EU AI ACT — GUIDE
EU AI Act for recruitment AI — what HR deployers must do before 2 August 2026
AI that screens CVs, ranks applicants, targets job advertisements or assists shortlisting decisions is high-risk under EU AI Act Annex III point 4(a). Once the high-risk regime applies on 2 August 2026, the HR team using the tool — not just the vendor — carries deployer obligations under Article 26.
Why recruitment AI is high-risk
Annex III point 4 of Regulation (EU) 2024/1689 lists employment, workers management and access to self-employment as high-risk use areas. Point 4(a) covers AI systems intended for the recruitment or selection of natural persons, in particular to place targeted job advertisements, to analyse and filter job applications, and to evaluate candidates. Point 4(b) covers AI used to make or materially influence decisions on promotion, termination, task allocation, and performance monitoring.
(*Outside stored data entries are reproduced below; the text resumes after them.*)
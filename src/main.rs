use std::env;
use std::path::PathBuf;
use std::process;

use clap::Parser;

use hexscript::orchestrator::wait_for_keypress;
use hexscript::{
    BuildContext, LogConfig, Logger, Orchestrator, PathResolver, PipelineOptions, Platform,
    SystemCommandRunner,
};

/// Compile a C/C++ file, convert it to Intel HEX and optionally run it.
#[derive(Parser, Debug)]
#[command(name = "hexscript", version, about)]
struct Cli {
    /// C/C++ source file (.c, .cpp, .cxx)
    source: Option<PathBuf>,

    /// "1" to run the program after building, "0" (default) to skip
    #[arg(allow_hyphen_values = true)]
    run_flag: Option<String>,

    /// Anything after the run flag is ignored
    #[arg(hide = true, trailing_var_arg = true, allow_hyphen_values = true)]
    extra: Vec<String>,

    /// Executable path (default: next to the source)
    #[arg(short, long, value_name = "FILE")]
    output: Option<PathBuf>,

    /// Intel HEX path (default: executable with .hex extension)
    #[arg(long, value_name = "FILE")]
    hex_output: Option<PathBuf>,

    /// Append the run log to this file, on any platform
    #[arg(long, value_name = "FILE")]
    log_file: Option<PathBuf>,

    /// Do not wait for a keypress before exiting
    #[arg(long)]
    no_pause: bool,

    /// Print the run summary as JSON at the end
    #[arg(long)]
    json: bool,

    /// Show internal diagnostics
    #[arg(short, long)]
    verbose: bool,
}

fn main() {
    let cli = Cli::parse();

    let default_level = if cli.verbose { "debug" } else { "warn" };
    env_logger::Builder::from_env(env_logger::Env::default().default_filter_or(default_level)).init();

    let cwd = env::current_dir().unwrap_or_else(|_| PathBuf::from("."));
    let mut config = LogConfig::for_platform(Platform::current(), &cwd);
    if let Some(path) = cli.log_file.clone() {
        config = config.with_log_file(path);
    }
    match serde_json::to_string(&config) {
        Ok(json) => log::debug!("log config: {}", json),
        Err(e) => log::debug!("log config not serializable: {}", e),
    }

    let pause = config.wants_pause() && !cli.no_pause;
    let logger = Logger::new(config);
    logger.log("");

    if !cli.extra.is_empty() {
        log::debug!("ignoring extra arguments: {:?}", cli.extra);
    }

    let Some(source) = cli.source else {
        logger.log("Error: drop a .c/.cpp/.cxx file onto this program to build it");
        if pause {
            wait_for_keypress(&logger);
        }
        process::exit(1);
    };

    let resolver = PathResolver::from_env();
    let ctx = BuildContext::new(&logger, &resolver, &SystemCommandRunner, Platform::current());
    let options = PipelineOptions {
        source,
        run_flag: cli.run_flag,
        output: cli.output,
        hex_output: cli.hex_output,
    };

    let summary = Orchestrator::new(ctx).run(&options);

    if cli.json {
        match serde_json::to_string_pretty(&summary) {
            Ok(json) => println!("{}", json),
            Err(e) => log::warn!("cannot serialize run summary: {}", e),
        }
    }

    if pause {
        wait_for_keypress(&logger);
    }
}
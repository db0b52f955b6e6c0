use std::fs;
use std::path::Path;
use std::process::{Command, Output, Stdio};

/// Runs the built binary inside `dir` with an empty PATH, so no real
/// compiler is ever picked up.
fn hexscript(dir: &Path, args: &[&str]) -> Output {
    Command::new(env!("CARGO_BIN_EXE_hexscript"))
        .arg("--no-pause")
        .args(args)
        .current_dir(dir)
        .env("PATH", dir)
        .env_remove("RUST_LOG")
        .stdin(Stdio::null())
        .output()
        .expect("failed to launch hexscript")
}

fn stdout(output: &Output) -> String {
    String::from_utf8_lossy(&output.stdout).into_owned()
}

#[test]
fn no_source_exits_with_status_1() {
    let dir = tempfile::tempdir().unwrap();
    let output = hexscript(dir.path(), &[]);

    assert_eq!(output.status.code(), Some(1));
    assert!(stdout(&output).contains("::Error: drop a .c/.cpp/.cxx file onto this program to build it"));
}

#[test]
fn missing_source_still_exits_0() {
    let dir = tempfile::tempdir().unwrap();
    let output = hexscript(dir.path(), &["missing.cpp"]);

    assert_eq!(output.status.code(), Some(0));
    let out = stdout(&output);
    assert!(out.contains("Error: source file not found"));
    assert!(out.contains("::Done"));
}

#[test]
fn negative_run_flag_reaches_the_pipeline() {
    let dir = tempfile::tempdir().unwrap();
    fs::write(dir.path().join("x.c"), "int main(void) { return 0; }\n").unwrap();
    let output = hexscript(dir.path(), &["x.c", "-1"]);

    assert_eq!(output.status.code(), Some(0));
    let out = stdout(&output);
    assert!(out.contains("got '-1'; using '0'"));
    assert!(out.contains("Run flag: do not run"));
}

#[test]
fn extra_arguments_are_ignored() {
    let dir = tempfile::tempdir().unwrap();
    fs::write(dir.path().join("x.c"), "int main(void) { return 0; }\n").unwrap();
    let output = hexscript(dir.path(), &["x.c", "1", "extra", "-z"]);

    assert_eq!(output.status.code(), Some(0));
    let out = stdout(&output);
    assert!(out.contains("Run flag: run"));
    // empty PATH, so the build stops at discovery
    assert!(out.contains("no usable C/C++ compiler found on PATH"));
}

#[test]
fn json_summary_follows_the_log() {
    let dir = tempfile::tempdir().unwrap();
    let output = hexscript(dir.path(), &["--json", "missing.c"]);

    assert_eq!(output.status.code(), Some(0));
    let out = stdout(&output);
    let json_start = out.find("\n{").expect("no JSON on stdout") + 1;
    let summary: serde_json::Value = serde_json::from_str(&out[json_start..]).unwrap();
    assert_eq!(summary["final_stage"], "Compiling");
    assert_eq!(summary["run_flag"], "Skip");
}
// src/build/runner.rs
use std::io;
use std::path::Path;

use serde::Serialize;

use crate::build::{Artifact, BuildContext};
use crate::error::RunError;

#[derive(Debug, Clone, PartialEq, Eq, Serialize)]
pub struct RunResult {
    pub exit_code: Option<i32>,
    pub stdout: String,
    pub stderr: String,
}

/// What happened when the run step was reached.
#[derive(Debug)]
pub enum RunOutcome {
    /// The artifact is a HEX image and cannot be executed.
    Skipped,
    Completed(RunResult),
    Failed(RunError),
}

/// Executes a freshly built program with no arguments.
pub struct ArtifactRunner<'a> {
    ctx: BuildContext<'a>,
}

impl<'a> ArtifactRunner<'a> {
    pub fn new(ctx: BuildContext<'a>) -> Self {
        ArtifactRunner { ctx }
    }

    pub fn run(&self, executable: &Path) -> Result<RunResult, RunError> {
        let output = self.ctx.commands.run(executable, &[]).map_err(|e| match e.kind() {
            io::ErrorKind::PermissionDenied => RunError::PermissionDenied(executable.to_path_buf()),
            _ => RunError::Launch(e),
        })?;

        if !output.success() {
            return Err(RunError::Failed {
                exit_code: output.exit_code,
                stderr: output.stderr,
            });
        }

        Ok(RunResult {
            exit_code: output.exit_code,
            stdout: output.stdout,
            stderr: output.stderr,
        })
    }

    /// Runs `artifact` unless it is a HEX image, logging the outcome either
    /// way. Nothing here is fatal.
    pub fn run_artifact(&self, artifact: &Artifact) -> RunOutcome {
        let logger = self.ctx.logger;

        if artifact.is_hex() {
            logger.log("Note: a .hex file cannot be executed directly, skipping the run step");
            return RunOutcome::Skipped;
        }

        logger.log(format!("Running: {}", artifact.path.display()));

        match self.run(&artifact.path) {
            Ok(result) => {
                logger.log(format!("Finished: {}", artifact.path.display()));
                if !result.stdout.is_empty() {
                    logger.log(format!("Program output: {}", result.stdout));
                }
                RunOutcome::Completed(result)
            }
            Err(e @ RunError::PermissionDenied(_)) => {
                logger.log(format!("Permission error: {}", e));
                RunOutcome::Failed(e)
            }
            Err(e) => {
                logger.log(format!("Run failed: {}", e));
                RunOutcome::Failed(e)
            }
        }
    }
}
Article 6(3) allows a narrow exception when an Annex III system does not pose a significant risk of harm to fundamental rights and does not materially influence decision-making. Profiling of natural persons is always high-risk and cannot use the exception. CV screening and candidate ranking almost never qualify because they directly influence the hiring outcome.
Article 26 deployer obligations
- Art 26(1) — Use the system in accordance with the provider’s instructions for use.
- Art 26(2) — Assign human oversight to natural persons with the necessary competence, training and authority.
- Art 26(4) — Ensure input data is relevant and sufficiently representative for the intended purpose, to the extent the deployer exercises control over input data.
- Art 26(5) — Monitor operation on the basis of the instructions for use and inform the provider of serious incidents.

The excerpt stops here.